[Dataset entries]
#####

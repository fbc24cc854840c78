use chrono::{Duration, NaiveDate};

use crate::errors::{CoreError, Result};

/// Wire format for calendar dates: 8 digits, zero padded, no separators,
/// no time-of-day or timezone component.
pub const WIRE_DATE_FORMAT: &str = "%Y%m%d";

/// Longest period the pixel-date listing reports, in days (inclusive).
pub const MAX_RANGE_DAYS: i64 = 365;

/// Format a calendar date for the wire, e.g. 2024-03-05 becomes "20240305".
pub fn format_wire_date(date: NaiveDate) -> String {
    date.format(WIRE_DATE_FORMAT).to_string()
}

/// Parse a wire date back into a calendar date.
pub fn parse_wire_date(s: &str) -> Result<NaiveDate> {
    NaiveDate::parse_from_str(s, WIRE_DATE_FORMAT)
        .map_err(|_| CoreError::InvalidDate(s.to_string()))
}

/// Resolve the effective window a pixel-date listing covers.
///
/// Mirrors the service defaults:
/// - neither bound: the 365 days ending at `today`
/// - `from` only: 365 days forward from `from`
/// - `to` only: 365 days back from `to`
/// - both: exactly the given range, which must not exceed 365 days
pub fn resolve_window(
    from: Option<NaiveDate>,
    to: Option<NaiveDate>,
    today: NaiveDate,
) -> Result<(NaiveDate, NaiveDate)> {
    // 365 inclusive days span 364 day-steps.
    let span = Duration::days(MAX_RANGE_DAYS - 1);
    match (from, to) {
        (None, None) => Ok((today - span, today)),
        (Some(from), None) => Ok((from, from + span)),
        (None, Some(to)) => Ok((to - span, to)),
        (Some(from), Some(to)) => {
            validate_range(from, to)?;
            Ok((from, to))
        }
    }
}

/// Reject explicit ranges the service would refuse, before any request
/// is built.
pub fn validate_range(from: NaiveDate, to: NaiveDate) -> Result<()> {
    if from > to {
        return Err(CoreError::ValidationFailed(format!(
            "range start {from} is after range end {to}"
        )));
    }
    if (to - from).num_days() >= MAX_RANGE_DAYS {
        return Err(CoreError::ValidationFailed(format!(
            "range from {from} to {to} is longer than {MAX_RANGE_DAYS} days"
        )));
    }
    Ok(())
}
//! # Pixela API
//!
//! HTTP client for the Pixela pixelation-tracking service.
//! This crate provides typed resource clients for graph definitions and
//! daily pixel records, plus the transport layer they share.

pub mod client;
pub mod errors;
pub mod graphs;
pub mod pixel;
pub mod sdk;

// Re-export common types for convenience
pub use client::{ClientConfig, PixelaClient, DEFAULT_BASE_URL};
pub use errors::{ApiError, HttpError, Result};
pub use graphs::GraphsClient;
pub use pixel::PixelClient;
pub use sdk::Pixela;

// Re-export core types that API consumers will need
pub use pixela_core::{
    ApiResponse, CoreError, Graph, GraphColor, GraphStats, GraphType, GraphUpdate, Params, Pixel,
    Quantity, SelfSufficiency,
};
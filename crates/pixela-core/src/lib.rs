//! # Pixela Core
//!
//! Domain types for the Pixela pixelation-tracking service.
//!
//! This crate contains pure wire-contract logic with no I/O dependencies:
//! - Wire enums and their string mapping
//! - Data models and the generic response envelope
//! - Calendar-date formatting (`yyyyMMdd`, no time-of-day, no zone)
//! - Conditional parameter building
//!
//! ## Design Principles
//!
//! - **Pure Functions**: No side effects, easy to test
//! - **Wire-Faithful**: Models exactly what the service sends and accepts
//! - **Dependency-Free**: No networking or persistence dependencies

pub mod dates;
pub mod enums;
pub mod errors;
pub mod models;
pub mod params;

// Re-export commonly used types
pub use enums::{GraphColor, GraphType, SelfSufficiency};
pub use errors::{CoreError, Result};
pub use models::{ApiResponse, Graph, GraphStats, GraphUpdate, Pixel, Quantity};
pub use params::Params;
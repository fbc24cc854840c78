use chrono::NaiveDate;
use log::debug;
use pixela_core::{
    dates, ApiResponse, Graph, GraphColor, GraphStats, GraphType, GraphUpdate, Params,
    SelfSufficiency,
};
use reqwest::Method;

use crate::client::PixelaClient;
use crate::errors::Result;

/// Resource client for pixelation graph definitions.
#[derive(Debug, Clone, Copy)]
pub struct GraphsClient<'a> {
    api: &'a PixelaClient,
}

impl<'a> GraphsClient<'a> {
    pub fn new(api: &'a PixelaClient) -> Self {
        Self { api }
    }

    /// Create a new pixelation graph definition.
    ///
    /// `id` must match `^[a-z][a-z0-9-]{1,16}$`; the service enforces the
    /// pattern and rejects offenders, nothing is checked locally.
    /// `timezone` defaults to UTC server-side when omitted.
    pub async fn create(
        &self,
        id: &str,
        name: &str,
        unit: &str,
        graph_type: GraphType,
        color: GraphColor,
        timezone: Option<&str>,
        self_sufficient: Option<SelfSufficiency>,
    ) -> Result<ApiResponse> {
        debug!("Creating graph {}", id);
        let params = Params::new()
            .insert("id", id)
            .insert("name", name)
            .insert("unit", unit)
            .insert("type", graph_type.as_str())
            .insert("color", color.as_str())
            .insert_opt_str("timezone", timezone)
            .insert_opt("selfSufficient", self_sufficient.map(|s| s.as_str()));

        self.api
            .send_envelope(Method::POST, &self.api.user_path("graphs"), Some(params))
            .await
    }

    /// Get all predefined pixelation graph definitions.
    pub async fn list(&self) -> Result<Vec<Graph>> {
        debug!("Fetching graphs");
        let envelope: ApiResponse = self.api.get_json(&self.api.user_path("graphs"), None).await?;
        let graphs = envelope.graphs()?;
        Ok(graphs)
    }

    /// Render the graph as an SVG document.
    ///
    /// A `date` renders the graph dating back to the past with that day
    /// as the start date; `mode` selects a display variant.
    pub async fn show(
        &self,
        graph_id: &str,
        date: Option<NaiveDate>,
        mode: Option<&str>,
    ) -> Result<String> {
        let params = Params::new()
            .insert_opt_date("date", date)
            .insert_opt_str("mode", mode);

        self.api
            .get_text(
                &self.api.user_path(&format!("graphs/{graph_id}")),
                Some(&params),
            )
            .await
    }

    /// Update a graph definition; only the fields present on `update`
    /// are sent.
    pub async fn update(&self, graph_id: &str, update: &GraphUpdate) -> Result<ApiResponse> {
        debug!("Updating graph {}", graph_id);
        self.api
            .send_envelope(
                Method::PUT,
                &self.api.user_path(&format!("graphs/{graph_id}")),
                Some(update.params()),
            )
            .await
    }

    /// Delete the graph definition and every pixel in it.
    pub async fn destroy(&self, graph_id: &str) -> Result<ApiResponse> {
        debug!("Deleting graph {}", graph_id);
        self.api
            .send_envelope(
                Method::DELETE,
                &self.api.user_path(&format!("graphs/{graph_id}")),
                None,
            )
            .await
    }

    /// URL of the graph's HTML detail view. Built locally, no request
    /// is issued.
    pub fn details_url(&self, graph_id: &str) -> String {
        format!(
            "{}{}.html",
            self.api.base_url().trim_end_matches('/'),
            self.api.user_path(&format!("graphs/{graph_id}"))
        )
    }

    /// Get the dates holding a pixel within the given window.
    ///
    /// Window semantics follow the service defaults:
    /// - neither bound: the 365 days ending today
    /// - `from` only: 365 days forward from `from`
    /// - `to` only: 365 days back from `to`
    /// - both: exactly the given range, rejected locally when it runs
    ///   backwards or spans more than 365 days
    pub async fn pixel_dates(
        &self,
        graph_id: &str,
        from: Option<NaiveDate>,
        to: Option<NaiveDate>,
    ) -> Result<Vec<NaiveDate>> {
        if let (Some(from), Some(to)) = (from, to) {
            dates::validate_range(from, to)?;
        }

        let params = Params::new()
            .insert_opt_date("from", from)
            .insert_opt_date("to", to);

        let envelope: ApiResponse = self
            .api
            .get_json(
                &self.api.user_path(&format!("graphs/{graph_id}/pixels")),
                Some(&params),
            )
            .await?;
        let dates = envelope.pixel_dates()?;
        Ok(dates)
    }

    /// Get various statistics based on the registered information.
    pub async fn stats(&self, graph_id: &str) -> Result<GraphStats> {
        self.api
            .get_json(&self.api.user_path(&format!("graphs/{graph_id}/stats")), None)
            .await
    }
}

#####

▶ [Task statement]:
Set the entries down again exactly, beginning with their first line and ending with the line that contains "-> Result<(NaiveDate, NaiveDate)>"; omit all other lines.

▶ [Exercise solution]:
repository fbc24cc854840c78
use chrono::{Duration, NaiveDate};

use crate::errors::{CoreError, Result};

/// Wire format for calendar dates: 8 digits, zero padded, no separators,
/// no time-of-day or timezone component.
pub const WIRE_DATE_FORMAT: &str = "%Y%m%d";

/// Longest period the pixel-date listing reports, in days (inclusive).
pub const MAX_RANGE_DAYS: i64 = 365;

/// Format a calendar date for the wire, e.g. 2024-03-05 becomes "20240305".
pub fn format_wire_date(date: NaiveDate) -> String {
    date.format(WIRE_DATE_FORMAT).to_string()
}

/// Parse a wire date back into a calendar date.
pub fn parse_wire_date(s: &str) -> Result<NaiveDate> {
    NaiveDate::parse_from_str(s, WIRE_DATE_FORMAT)
        .map_err(|_| CoreError::InvalidDate(s.to_string()))
}

/// Resolve the effective window a pixel-date listing covers.
///
/// Mirrors the service defaults:
/// - neither bound: the 365 days ending at `today`
/// - `from` only: 365 days forward from `from`
/// - `to` only: 365 days back from `to`
/// - both: exactly the given range, which must not exceed 365 days
pub fn resolve_window(
    from: Option<NaiveDate>,
    to: Option<NaiveDate>,
    today: NaiveDate,
) -> Result<(NaiveDate, NaiveDate)> {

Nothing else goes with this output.